What is required: The response must contain each line of the material that holds "Whether".

==*==

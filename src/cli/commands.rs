//! Command dispatch

use std::io;
use std::path::{Path, PathBuf};

use clap::CommandFactory;
use clap_complete::{generate, Shell};
use tracing::{debug, instrument};

use crate::application::services::{GenerationReport, OutputTarget};
use crate::cli::args::{Cli, Commands, ConfigCommands, TreeArgs};
use crate::cli::output;
use crate::cli::{CliError, CliResult};
use crate::config::{global_config_path, Settings};
use crate::domain::{FaultTree, TreeParams};
use crate::infrastructure::di::ServiceContainer;
use crate::infrastructure::InfraError;

/// Name of the config file created by `config init` in the working directory.
pub const LOCAL_CONFIG_FILE: &str = "ftgen.toml";

pub fn execute_command(cli: &Cli) -> CliResult<()> {
    let Some(command) = &cli.command else {
        Cli::command()
            .print_help()
            .map_err(|e| CliError::Usage(e.to_string()))?;
        return Ok(());
    };

    if let Commands::Completion { shell } = command {
        print_completions(*shell);
        return Ok(());
    }

    let settings = Settings::load(cli.config.as_deref())?;
    let container = ServiceContainer::new(settings);

    match command {
        Commands::Generate { tree, out } => cmd_generate(&container, tree, out.clone()),
        Commands::Preview { tree } => cmd_preview(&container, tree),
        Commands::Config { command } => cmd_config(&container, command),
        Commands::Completion { .. } => Ok(()),
    }
}

fn print_completions(shell: Shell) {
    let mut cmd = Cli::command();
    let name = cmd.get_name().to_string();
    generate(shell, &mut cmd, name, &mut io::stdout());
}

/// Settings with the command line flags applied.
fn effective_settings(container: &ServiceContainer, tree: &TreeArgs, out: Option<PathBuf>) -> Settings {
    let mut settings = container.settings.merge_with(&tree.to_overlay(out));
    settings.expand_paths();
    debug!(?settings, "effective settings");
    settings
}

#[instrument(level = "debug", skip(container))]
fn cmd_generate(container: &ServiceContainer, tree: &TreeArgs, out: Option<PathBuf>) -> CliResult<()> {
    let settings = effective_settings(container, tree, out);
    let target = OutputTarget::from_path(&settings.out);

    let report = container.generator.generate(&settings.tree, target)?;
    warn_if_short(&report, &settings.tree);

    // Stdout carries the document itself, keep it clean.
    if let OutputTarget::File(path) = &report.target {
        output::success("Fault tree generated");
        print_counts(report.gates, report.primary_events, report.ratio);
        output::action("Written", &path.display());
    }
    Ok(())
}

#[instrument(level = "debug", skip(container))]
fn cmd_preview(container: &ServiceContainer, tree: &TreeArgs) -> CliResult<()> {
    let settings = effective_settings(container, tree, None);
    let fault_tree: FaultTree = container.generator.build(&settings.tree)?;

    output::header(&settings.tree.ft_name);
    output::info(&fault_tree.to_display_tree());
    let gates = fault_tree.num_gates();
    let events = fault_tree.num_events();
    print_counts(gates, events, events as f64 / gates as f64);
    Ok(())
}

fn print_counts(gates: usize, events: usize, ratio: f64) {
    output::detail(&format!("gates: {gates}"));
    output::detail(&format!("primary events: {events}"));
    output::detail(&format!("primary events per gate: {ratio:.3}"));
}

fn warn_if_short(report: &GenerationReport, params: &TreeParams) {
    if let Some(notice) = short_run_notice(report, params) {
        output::warning(&notice);
    }
}

/// Runs stay below nprimary only when ctop == ptop fills the root with events.
fn short_run_notice(report: &GenerationReport, params: &TreeParams) -> Option<String> {
    let root_only_events = params.ctop > 0 && params.ctop == params.ptop;
    if root_only_events && (report.primary_events as i64) < params.nprimary {
        Some(format!(
            "ctop equals ptop ({}), the root holds only primary events: {} of {} created",
            params.ctop, report.primary_events, params.nprimary
        ))
    } else {
        None
    }
}

#[instrument(level = "debug", skip(container))]
fn cmd_config(container: &ServiceContainer, command: &ConfigCommands) -> CliResult<()> {
    match command {
        ConfigCommands::Show => {
            output::info(&container.settings.to_toml()?);
            Ok(())
        }
        ConfigCommands::Init { global } => {
            let path = if *global {
                global_config_path().ok_or_else(|| {
                    CliError::Usage("cannot determine global config directory".to_string())
                })?
            } else {
                PathBuf::from(LOCAL_CONFIG_FILE)
            };
            init_config(container, &path)
        }
        ConfigCommands::Path => {
            match global_config_path() {
                Some(path) => {
                    let state = if path.exists() { "exists" } else { "not found" };
                    output::action("Global", &format!("{} ({state})", path.display()));
                }
                None => output::action("Global", &"unavailable"),
            }
            let local = Path::new(LOCAL_CONFIG_FILE);
            output::action(
                "Example local",
                &format!("{} (use --config to load it)", local.display()),
            );
            Ok(())
        }
    }
}

fn init_config(container: &ServiceContainer, path: &Path) -> CliResult<()> {
    if container.fs.exists(path) {
        return Err(CliError::Usage(format!(
            "config already exists: {}",
            path.display()
        )));
    }
    container
        .fs
        .write(path, &Settings::template())
        .map_err(|e| InfraError::io(format!("write {}", path.display()), e))?;
    output::success(&format!("Created {}", path.display()));
    Ok(())
}
//! Terminal output formatting with colors
//!
//! Respects NO_COLOR, CLICOLOR, CLICOLOR_FORCE automatically.

use colored::Colorize;

/// Print error (red bold "error:" prefix) to stderr
pub fn error(msg: &(impl std::fmt::Display + ?Sized)) {
    eprintln!("{}: {}", "error".red().bold(), msg);
}

/// Print warning (yellow "Warning:" prefix) to stderr
pub fn warning(msg: &(impl std::fmt::Display + ?Sized)) {
    eprintln!("{}: {}", "Warning".yellow(), msg);
}

/// Print success status (green checkmark)
pub fn success(msg: &(impl std::fmt::Display + ?Sized)) {
    println!("{} {}", "✓".green(), msg);
}

/// Print completed action (green label)
pub fn action(label: &str, msg: &(impl std::fmt::Display + ?Sized)) {
    println!("{}: {}", label.green(), msg);
}

/// Print section header (cyan bold)
pub fn header(msg: &(impl std::fmt::Display + ?Sized)) {
    println!("{}", msg.to_string().cyan().bold());
}

/// Print indented detail (no color)
pub fn detail(msg: &(impl std::fmt::Display + ?Sized)) {
    println!("  {}", msg);
}

/// Print plain output (no color, for data)
pub fn info(msg: &(impl std::fmt::Display + ?Sized)) {
    println!("{}", msg);
}
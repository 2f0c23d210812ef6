//! CLI layer: argument parsing and command dispatch

pub mod args;
pub mod commands;
pub mod error;
pub mod output;

pub use args::{Cli, Commands, ConfigCommands, TreeArgs};
pub use commands::execute_command;
pub use error::{CliError, CliResult};
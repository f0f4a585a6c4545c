//! Parapet serving layer.
//!
//! Wraps a [`parapet_core::Pipeline`] with route resolution and error
//! pages ([`App`]) and exposes it over HTTP/1 ([`serve`]).

pub mod app;
pub mod server;

pub use app::{App, ResolvedRoute, RouteResolver};
pub use server::{handle_http, serve, serve_listener, ServerError};
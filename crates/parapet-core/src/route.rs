//! Route descriptors and the route URL builder.

use std::collections::BTreeMap;
use std::fmt;
use std::sync::Arc;

use http::StatusCode;
use serde::{Deserialize, Serialize};
use url::Url;

use crate::error::RenderError;
use crate::path::join_paths;

/// Site used when neither the environment nor the caller provides one.
pub const DEFAULT_SITE: &str = "http://localhost:4321";

/// Route parameters, keyed by parameter name.
pub type Params = BTreeMap<String, String>;

/// Builds a pathname (relative to the base) from route parameters.
pub type PathGenerator = Arc<dyn Fn(&Params) -> String + Send + Sync>;

/// Kind of route, which decides how its render result is finalized.
#[derive(Debug, Clone, Copy, PartialEq, Eq, Hash, Serialize, Deserialize)]
#[serde(rename_all = "lowercase")]
pub enum RouteType {
    /// Markup page rendered to HTML.
    Page,
    /// Plain handler producing data or a raw response.
    Endpoint,
    /// Configured redirect, no user code runs.
    Redirect,
    /// Fallback page used when no other route matched.
    Fallback,
}

impl RouteType {
    /// Lowercase name, as used in logs and error messages.
    pub fn as_str(&self) -> &'static str {
        match self {
            RouteType::Page => "page",
            RouteType::Endpoint => "endpoint",
            RouteType::Redirect => "redirect",
            RouteType::Fallback => "fallback",
        }
    }
}

impl fmt::Display for RouteType {
    fn fmt(&self, f: &mut fmt::Formatter<'_>) -> fmt::Result {
        f.write_str(self.as_str())
    }
}

/// Target of a redirect route.
#[derive(Debug, Clone, PartialEq, Eq)]
pub struct RedirectTarget {
    /// Value of the `Location` header.
    pub location: String,
    /// Redirect status code.
    pub status: StatusCode,
}

impl RedirectTarget {
    /// Permanent redirect (301).
    pub fn new(location: impl Into<String>) -> Self {
        Self {
            location: location.into(),
            status: StatusCode::MOVED_PERMANENTLY,
        }
    }

    /// Set the redirect status code.
    pub fn with_status(mut self, status: StatusCode) -> Self {
        self.status = status;
        self
    }
}

/// Describes a route. Owned by the routing layer, read-only here.
#[derive(Clone)]
pub struct RouteData {
    /// Route pattern, e.g. `/blog/[slug]`.
    pub route: String,
    pub route_type: RouteType,
    /// Whether the route is rendered at build time even in SSR mode.
    pub prerender: bool,
    pub generate: Option<PathGenerator>,
    pub redirect: Option<RedirectTarget>,
}

impl fmt::Debug for RouteData {
    fn fmt(&self, f: &mut fmt::Formatter<'_>) -> fmt::Result {
        f.debug_struct("RouteData")
            .field("route", &self.route)
            .field("route_type", &self.route_type)
            .field("prerender", &self.prerender)
            .field("generate", &self.generate.is_some())
            .field("redirect", &self.redirect)
            .finish()
    }
}

impl RouteData {
    /// Create a route descriptor without a path generator.
    pub fn new(route: impl Into<String>, route_type: RouteType) -> Self {
        Self {
            route: route.into(),
            route_type,
            prerender: false,
            generate: None,
            redirect: None,
        }
    }

    /// Page route whose generator is derived from its pattern.
    pub fn page(route: impl Into<String>) -> Self {
        Self::new(route, RouteType::Page).with_pattern_generator()
    }

    /// Endpoint route whose generator is derived from its pattern.
    pub fn endpoint(route: impl Into<String>) -> Self {
        Self::new(route, RouteType::Endpoint).with_pattern_generator()
    }

    /// Redirect route pointing at `target`.
    pub fn redirect(route: impl Into<String>, target: RedirectTarget) -> Self {
        let mut data = Self::new(route, RouteType::Redirect).with_pattern_generator();
        data.redirect = Some(target);
        data
    }

    /// Set the prerender flag.
    pub fn with_prerender(mut self, prerender: bool) -> Self {
        self.prerender = prerender;
        self
    }

    /// Set a custom path generator.
    pub fn with_generate<F>(mut self, generate: F) -> Self
    where
        F: Fn(&Params) -> String + Send + Sync + 'static,
    {
        self.generate = Some(Arc::new(generate));
        self
    }

    /// Derive the path generator from the route pattern.
    pub fn with_pattern_generator(mut self) -> Self {
        let pattern = self.route.clone();
        self.generate = Some(Arc::new(move |params: &Params| {
            generate_from_pattern(&pattern, params)
        }));
        self
    }
}

/// Fill `[param]` and `[...rest]` segments of a pattern from `params`.
///
/// Missing parameters produce empty segments; a rest parameter that is
/// empty drops its segment entirely.
pub fn generate_from_pattern(pattern: &str, params: &Params) -> String {
    let mut out: Vec<String> = Vec::new();

    for segment in pattern.split('/') {
        if let Some(name) = segment
            .strip_prefix("[...")
            .and_then(|s| s.strip_suffix(']'))
        {
            match params.get(name) {
                Some(value) if !value.is_empty() => out.push(value.clone()),
                _ => {}
            }
        } else if let Some(name) = segment.strip_prefix('[').and_then(|s| s.strip_suffix(']')) {
            out.push(params.get(name).cloned().unwrap_or_default());
        } else {
            out.push(segment.to_string());
        }
    }

    let joined = out.join("/");
    if pattern.starts_with('/') && !joined.starts_with('/') {
        format!("/{joined}")
    } else {
        joined
    }
}

/// Inputs to [`create_route_url`].
#[derive(Debug, Clone, Copy, Default)]
pub struct RouteUrlOptions<'a> {
    pub params: Option<&'a Params>,
    /// Site origin; defaults to [`DEFAULT_SITE`].
    pub site: Option<&'a str>,
    /// Base path; defaults to `/`.
    pub base: Option<&'a str>,
}

/// Build the fully-qualified URL of a route.
///
/// Routes without a generator resolve to the base. An empty generated
/// path resolves to the site itself so no trailing slash is introduced.
pub fn create_route_url(route: &RouteData, options: &RouteUrlOptions<'_>) -> Result<Url, RenderError> {
    let site = Url::parse(options.site.unwrap_or(DEFAULT_SITE))?;
    let base = options.base.unwrap_or("/");

    let Some(generate) = &route.generate else {
        return Ok(site.join(base)?);
    };

    let empty = Params::new();
    let without_base = generate(options.params.unwrap_or(&empty));
    let pathname = if without_base.is_empty() {
        String::new()
    } else {
        join_paths(&[base, &without_base])
    };

    Ok(site.join(&pathname)?)
}

#[cfg(test)]
mod tests {
    use super::*;

    fn params(pairs: &[(&str, &str)]) -> Params {
        pairs
            .iter()
            .map(|(k, v)| (k.to_string(), v.to_string()))
            .collect()
    }

    #[test]
    fn no_generator_resolves_base_against_defaults() {
        let route = RouteData::new("/stub", RouteType::Page);
        let url = create_route_url(&route, &RouteUrlOptions::default()).unwrap();
        assert_eq!(url.as_str(), "http://localhost:4321/");
    }

    #[test]
    fn no_generator_uses_given_base() {
        let route = RouteData::new("/stub", RouteType::Page);
        let options = RouteUrlOptions {
            site: Some("https://example.com"),
            base: Some("/docs/"),
            ..Default::default()
        };
        let url = create_route_url(&route, &options).unwrap();
        assert_eq!(url.as_str(), "https://example.com/docs/");
    }

    #[test]
    fn generated_path_is_joined_with_base() {
        let route = RouteData::page("/blog/[slug]");
        let p = params(&[("slug", "hello-world")]);
        let options = RouteUrlOptions {
            params: Some(&p),
            site: Some("https://example.com"),
            base: Some("/docs/"),
        };
        let url = create_route_url(&route, &options).unwrap();
        assert_eq!(url.path(), "/docs/blog/hello-world");
    }

    #[test]
    fn generated_path_with_root_base() {
        let route = RouteData::endpoint("/api/items.json");
        let options = RouteUrlOptions {
            site: Some("https://example.com"),
            ..Default::default()
        };
        let url = create_route_url(&route, &options).unwrap();
        assert_eq!(url.as_str(), "https://example.com/api/items.json");
    }

    #[test]
    fn empty_generated_path_keeps_site_without_trailing_slash() {
        let route = RouteData::new("/", RouteType::Page).with_generate(|_| String::new());
        let options = RouteUrlOptions {
            site: Some("https://example.com/docs"),
            base: Some("/docs"),
            ..Default::default()
        };
        let url = create_route_url(&route, &options).unwrap();
        assert_eq!(url.as_str(), "https://example.com/docs");
        assert!(!url.path().ends_with('/'));
    }

    #[test]
    fn invalid_site_is_an_error() {
        let route = RouteData::page("/");
        let options = RouteUrlOptions {
            site: Some("not a url"),
            ..Default::default()
        };
        let err = create_route_url(&route, &options).unwrap_err();
        assert!(matches!(err, RenderError::InvalidUrl(_)));
    }

    #[test]
    fn pattern_generator_fills_params() {
        let p = params(&[("lang", "en"), ("slug", "intro")]);
        assert_eq!(generate_from_pattern("/[lang]/docs/[slug]", &p), "/en/docs/intro");
    }

    #[test]
    fn pattern_generator_rest_params() {
        let p = params(&[("path", "a/b/c")]);
        assert_eq!(generate_from_pattern("/files/[...path]", &p), "/files/a/b/c");
        assert_eq!(generate_from_pattern("/files/[...path]", &Params::new()), "/files");
    }

    #[test]
    fn route_type_display() {
        assert_eq!(RouteType::Endpoint.to_string(), "endpoint");
        assert_eq!(RouteType::Redirect.as_str(), "redirect");
    }
}
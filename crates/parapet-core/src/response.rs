//! Response type and small constructors.

use bytes::Bytes;
use http::header::{CONTENT_TYPE, LOCATION};
use http::{HeaderName, HeaderValue, StatusCode};

use crate::error::RenderError;

/// Fully buffered HTTP response produced by the pipeline.
pub type Response = http::Response<Bytes>;

/// Header used by lower layers to signal "no matching content"
/// (`X-Astro-Response` on the wire).
pub const RESPONSE_SENTINEL_HEADER: HeaderName = HeaderName::from_static("x-astro-response");

/// Sentinel value asking the SSR pipeline to render a 404 instead.
pub const NOT_FOUND_SENTINEL: &str = "Not-Found";

/// Body-less redirect to `location`.
pub fn redirect(location: &str, status: StatusCode) -> Result<Response, RenderError> {
    let mut response = Response::new(Bytes::new());
    *response.status_mut() = status;
    response
        .headers_mut()
        .insert(LOCATION, HeaderValue::from_str(location)?);
    Ok(response)
}

/// `text/html` response with status 200.
pub fn html(body: impl Into<Bytes>) -> Response {
    with_content_type(body.into(), "text/html; charset=utf-8")
}

/// `text/plain` response with status 200.
pub fn text(body: impl Into<Bytes>) -> Response {
    with_content_type(body.into(), "text/plain; charset=utf-8")
}

/// Response carrying the not-found sentinel header.
pub fn not_found_sentinel() -> Response {
    let mut response = Response::new(Bytes::new());
    *response.status_mut() = StatusCode::NOT_FOUND;
    response.headers_mut().insert(
        RESPONSE_SENTINEL_HEADER,
        HeaderValue::from_static(NOT_FOUND_SENTINEL),
    );
    response
}

/// Whether a response carries the not-found sentinel.
pub fn is_not_found_sentinel(response: &Response) -> bool {
    response
        .headers()
        .get(&RESPONSE_SENTINEL_HEADER)
        .is_some_and(|value| value == NOT_FOUND_SENTINEL)
}

fn with_content_type(body: Bytes, content_type: &'static str) -> Response {
    let mut response = Response::new(body);
    response
        .headers_mut()
        .insert(CONTENT_TYPE, HeaderValue::from_static(content_type));
    response
}

#[cfg(test)]
mod tests {
    use super::*;

    #[test]
    fn redirect_sets_location_and_status() {
        let response = redirect("/login", StatusCode::FOUND).unwrap();
        assert_eq!(response.status(), StatusCode::FOUND);
        assert_eq!(response.headers()[LOCATION], "/login");
        assert!(response.body().is_empty());
    }

    #[test]
    fn redirect_rejects_invalid_location() {
        let err = redirect("/bad\nheader", StatusCode::FOUND).unwrap_err();
        assert!(matches!(err, RenderError::InvalidHeader(_)));
    }

    #[test]
    fn html_and_text_content_types() {
        assert_eq!(html("<p>hi</p>").headers()[CONTENT_TYPE], "text/html; charset=utf-8");
        assert_eq!(text("hi").headers()[CONTENT_TYPE], "text/plain; charset=utf-8");
    }

    #[test]
    fn sentinel_detection() {
        assert!(is_not_found_sentinel(&not_found_sentinel()));
        assert!(!is_not_found_sentinel(&text("ok")));
    }
}
//! Telemetry configuration.

/// Log output format.
#[derive(Debug, Clone, Copy, Default, PartialEq, Eq)]
pub enum LogFormat {
    /// Structured JSON output (production servers).
    #[default]
    Json,
    /// Human-readable pretty output (dev server, builds).
    Pretty,
}

impl LogFormat {
    /// Parse from string.
    pub fn parse(s: &str) -> Option<Self> {
        match s.to_lowercase().as_str() {
            "json" => Some(Self::Json),
            "pretty" => Some(Self::Pretty),
            _ => None,
        }
    }
}

/// Telemetry configuration.
#[derive(Debug, Clone)]
pub struct TelemetryConfig {
    /// Service name attached to startup events (default: "parapet").
    pub service_name: String,

    /// Log level filter (default: "info").
    /// `RUST_LOG` takes precedence when set.
    pub log_level: String,

    /// Log output format.
    pub log_format: LogFormat,
}

impl Default for TelemetryConfig {
    fn default() -> Self {
        Self {
            service_name: "parapet".to_string(),
            log_level: "info".to_string(),
            log_format: LogFormat::Json,
        }
    }
}

impl TelemetryConfig {
    /// Create a new telemetry config with default values.
    pub fn new() -> Self {
        Self::default()
    }

    /// Set the service name.
    pub fn with_service_name(mut self, name: impl Into<String>) -> Self {
        self.service_name = name.into();
        self
    }

    /// Set the log level.
    pub fn with_log_level(mut self, level: impl Into<String>) -> Self {
        self.log_level = level.into();
        self
    }

    /// Set the log format.
    pub fn with_log_format(mut self, format: LogFormat) -> Self {
        self.log_format = format;
        self
    }
}
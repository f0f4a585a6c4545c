//! Middleware-set locals reach a page rendered through the test pipeline.

use bytes::Bytes;
use parapet_core::response::html;
use parapet_core::{
    middleware_fn, page_fn, ApiContext, ComponentInstance, Next, RenderContext, RouteData,
    RouteRequest,
};
use parapet_test::{CompileError, ComponentLoader, MarkupCompiler, TestPipeline, TransformResult};
use serde_json::json;

const PAGE: &str = r#"
---
const title = locals.title;
---
<title>{title}</title>
"#;

/// Keeps only the markup below the frontmatter fence.
struct FrontmatterStripper;

impl MarkupCompiler for FrontmatterStripper {
    fn compile(&self, source: &str) -> Result<TransformResult, CompileError> {
        let markup = source
            .rsplit_once("---")
            .map(|(_, markup)| markup)
            .unwrap_or(source)
            .trim()
            .to_string();
        Ok(TransformResult {
            code: markup,
            ..Default::default()
        })
    }
}

/// Renders the compiled markup, substituting `{title}` from locals.
struct LocalsTemplate;

impl ComponentLoader for LocalsTemplate {
    fn load(
        &self,
        result: &TransformResult,
    ) -> Result<(RenderContext, ComponentInstance), CompileError> {
        let request = http::Request::builder()
            .uri("http://localhost/")
            .body(Bytes::new())
            .map_err(|e| CompileError::Load(e.to_string()))?;
        let request = RouteRequest::new(request).map_err(|e| CompileError::Load(e.to_string()))?;

        let template = result.code.clone();
        let page = page_fn(move |ctx: ApiContext| {
            let template = template.clone();
            async move {
                let title = ctx
                    .local("title")
                    .and_then(|t| t.as_str().map(str::to_string))
                    .unwrap_or_default();
                Ok(html(template.replace("{title}", &title)))
            }
        });

        Ok((
            RenderContext::new(request, RouteData::page("/")),
            ComponentInstance::Page(page),
        ))
    }
}

#[tokio::test]
async fn middleware_locals_reach_the_page() {
    let mut harness = TestPipeline::new(FrontmatterStripper, LocalsTemplate);
    harness.set_middleware_function(middleware_fn(|ctx: ApiContext, next: Next| async move {
        ctx.set_locals(json!({"title": "Test"}))?;
        next.run().await
    }));

    let text = harness.render_page_text(PAGE).await.unwrap();
    assert!(text.contains("Test"));
    assert_eq!(text, "<title>Test</title>");
}

#[tokio::test]
async fn without_middleware_locals_are_empty() {
    let harness = TestPipeline::new(FrontmatterStripper, LocalsTemplate);
    let text = harness.render_page_text(PAGE).await.unwrap();
    assert_eq!(text, "<title></title>");
}

#[tokio::test]
async fn middleware_rejecting_non_object_locals_fails_the_render() {
    let mut harness = TestPipeline::new(FrontmatterStripper, LocalsTemplate);
    harness.set_middleware_function(middleware_fn(|ctx: ApiContext, next: Next| async move {
        ctx.set_locals(json!("Test"))?;
        next.run().await
    }));

    let err = harness.render_page(PAGE).await.unwrap_err();
    assert!(err.to_string().contains("locals"));
}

==*==

Result for this exercise:
    /// Whether the route is rendered at build time even in SSR mode.
/// Whether a response carries the not-found sentinel.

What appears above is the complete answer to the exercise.